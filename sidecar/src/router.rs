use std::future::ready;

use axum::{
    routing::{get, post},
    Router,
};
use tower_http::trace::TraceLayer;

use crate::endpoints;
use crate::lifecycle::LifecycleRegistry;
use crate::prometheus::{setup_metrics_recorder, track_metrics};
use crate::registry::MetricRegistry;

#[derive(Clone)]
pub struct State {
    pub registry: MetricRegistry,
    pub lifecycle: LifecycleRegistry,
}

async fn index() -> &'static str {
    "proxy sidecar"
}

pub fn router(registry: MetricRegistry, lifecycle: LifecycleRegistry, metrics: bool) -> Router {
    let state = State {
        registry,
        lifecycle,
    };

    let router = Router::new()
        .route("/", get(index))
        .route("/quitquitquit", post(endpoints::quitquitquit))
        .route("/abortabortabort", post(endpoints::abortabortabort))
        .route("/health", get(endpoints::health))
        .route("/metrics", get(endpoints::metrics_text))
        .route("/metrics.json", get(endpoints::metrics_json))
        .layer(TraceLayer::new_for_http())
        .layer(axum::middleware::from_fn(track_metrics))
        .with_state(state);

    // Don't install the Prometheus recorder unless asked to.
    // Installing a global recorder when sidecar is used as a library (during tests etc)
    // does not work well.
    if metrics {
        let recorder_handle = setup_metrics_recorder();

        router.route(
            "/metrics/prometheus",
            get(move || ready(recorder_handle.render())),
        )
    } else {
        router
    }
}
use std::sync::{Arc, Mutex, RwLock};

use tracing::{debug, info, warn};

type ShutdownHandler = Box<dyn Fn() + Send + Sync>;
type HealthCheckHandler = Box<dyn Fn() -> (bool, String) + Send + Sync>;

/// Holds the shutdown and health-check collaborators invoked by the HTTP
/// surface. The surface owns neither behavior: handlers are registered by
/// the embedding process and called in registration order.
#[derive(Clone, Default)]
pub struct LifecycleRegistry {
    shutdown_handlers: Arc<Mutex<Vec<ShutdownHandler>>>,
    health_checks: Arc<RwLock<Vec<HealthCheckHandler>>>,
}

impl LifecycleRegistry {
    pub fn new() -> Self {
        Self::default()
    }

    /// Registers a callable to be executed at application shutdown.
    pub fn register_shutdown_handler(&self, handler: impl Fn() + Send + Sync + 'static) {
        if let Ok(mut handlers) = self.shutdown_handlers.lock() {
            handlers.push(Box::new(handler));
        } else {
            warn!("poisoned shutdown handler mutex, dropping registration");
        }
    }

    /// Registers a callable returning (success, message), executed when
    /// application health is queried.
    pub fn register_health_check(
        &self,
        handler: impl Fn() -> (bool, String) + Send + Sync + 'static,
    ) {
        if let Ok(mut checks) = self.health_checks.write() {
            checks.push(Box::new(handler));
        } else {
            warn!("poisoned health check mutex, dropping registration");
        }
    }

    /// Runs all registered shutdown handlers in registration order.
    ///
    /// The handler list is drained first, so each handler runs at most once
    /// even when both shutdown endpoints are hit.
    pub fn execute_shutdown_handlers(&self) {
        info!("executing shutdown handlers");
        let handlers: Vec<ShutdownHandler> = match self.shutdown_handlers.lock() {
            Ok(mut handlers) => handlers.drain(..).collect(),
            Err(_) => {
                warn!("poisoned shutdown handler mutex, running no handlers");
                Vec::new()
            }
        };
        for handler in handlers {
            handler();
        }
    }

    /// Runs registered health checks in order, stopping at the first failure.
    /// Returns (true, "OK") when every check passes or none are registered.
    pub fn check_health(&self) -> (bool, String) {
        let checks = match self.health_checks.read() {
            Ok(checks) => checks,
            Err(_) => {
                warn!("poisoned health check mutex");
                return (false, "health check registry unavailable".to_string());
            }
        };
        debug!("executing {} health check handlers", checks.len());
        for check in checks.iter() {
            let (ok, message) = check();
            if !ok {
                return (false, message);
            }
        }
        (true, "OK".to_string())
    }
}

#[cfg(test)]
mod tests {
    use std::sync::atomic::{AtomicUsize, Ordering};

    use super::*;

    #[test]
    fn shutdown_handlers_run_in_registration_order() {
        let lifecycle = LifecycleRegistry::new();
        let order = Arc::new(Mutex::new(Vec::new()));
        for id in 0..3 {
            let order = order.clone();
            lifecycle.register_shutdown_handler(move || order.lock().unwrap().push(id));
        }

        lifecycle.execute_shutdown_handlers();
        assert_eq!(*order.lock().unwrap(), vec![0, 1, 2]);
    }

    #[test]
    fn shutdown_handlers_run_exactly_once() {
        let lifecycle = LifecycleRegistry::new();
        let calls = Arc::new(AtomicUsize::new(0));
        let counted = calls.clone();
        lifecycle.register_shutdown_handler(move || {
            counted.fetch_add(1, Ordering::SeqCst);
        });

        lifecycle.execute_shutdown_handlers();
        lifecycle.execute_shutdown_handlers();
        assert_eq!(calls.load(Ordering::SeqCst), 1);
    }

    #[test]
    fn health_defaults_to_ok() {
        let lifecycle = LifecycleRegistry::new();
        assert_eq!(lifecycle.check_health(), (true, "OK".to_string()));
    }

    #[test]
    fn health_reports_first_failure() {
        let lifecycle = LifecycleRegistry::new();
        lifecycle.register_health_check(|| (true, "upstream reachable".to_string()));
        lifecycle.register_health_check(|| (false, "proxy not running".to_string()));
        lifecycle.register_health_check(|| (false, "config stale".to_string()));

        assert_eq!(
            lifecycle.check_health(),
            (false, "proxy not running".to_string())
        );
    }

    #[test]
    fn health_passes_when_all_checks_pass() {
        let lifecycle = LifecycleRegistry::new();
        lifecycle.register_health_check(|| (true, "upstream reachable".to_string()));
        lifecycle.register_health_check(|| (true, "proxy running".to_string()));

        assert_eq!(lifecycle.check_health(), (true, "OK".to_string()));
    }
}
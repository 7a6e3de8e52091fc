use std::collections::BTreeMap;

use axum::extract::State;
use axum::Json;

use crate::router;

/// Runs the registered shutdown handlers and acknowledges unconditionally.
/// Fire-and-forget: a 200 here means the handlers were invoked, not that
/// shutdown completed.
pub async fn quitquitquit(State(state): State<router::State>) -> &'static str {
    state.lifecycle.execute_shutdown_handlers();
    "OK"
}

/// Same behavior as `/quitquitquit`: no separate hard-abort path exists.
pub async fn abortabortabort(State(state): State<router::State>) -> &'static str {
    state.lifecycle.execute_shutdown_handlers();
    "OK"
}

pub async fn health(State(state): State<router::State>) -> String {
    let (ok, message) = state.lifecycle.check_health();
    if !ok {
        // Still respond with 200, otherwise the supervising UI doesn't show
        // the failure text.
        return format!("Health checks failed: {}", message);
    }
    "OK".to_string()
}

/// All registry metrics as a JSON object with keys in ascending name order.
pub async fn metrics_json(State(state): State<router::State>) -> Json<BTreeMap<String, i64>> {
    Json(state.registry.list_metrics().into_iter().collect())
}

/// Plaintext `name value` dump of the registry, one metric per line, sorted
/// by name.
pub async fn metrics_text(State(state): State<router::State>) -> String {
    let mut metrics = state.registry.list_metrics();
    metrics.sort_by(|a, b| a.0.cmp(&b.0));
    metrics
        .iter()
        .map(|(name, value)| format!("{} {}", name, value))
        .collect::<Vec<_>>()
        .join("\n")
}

→ **To do**
Copy out all lines from the records where the word "abortabortabort" appears.

→ **Result of the exercise**
        .route("/abortabortabort", post(endpoints::abortabortabort))
pub async fn abortabortabort(State(state): State<router::State>) -> &'static str {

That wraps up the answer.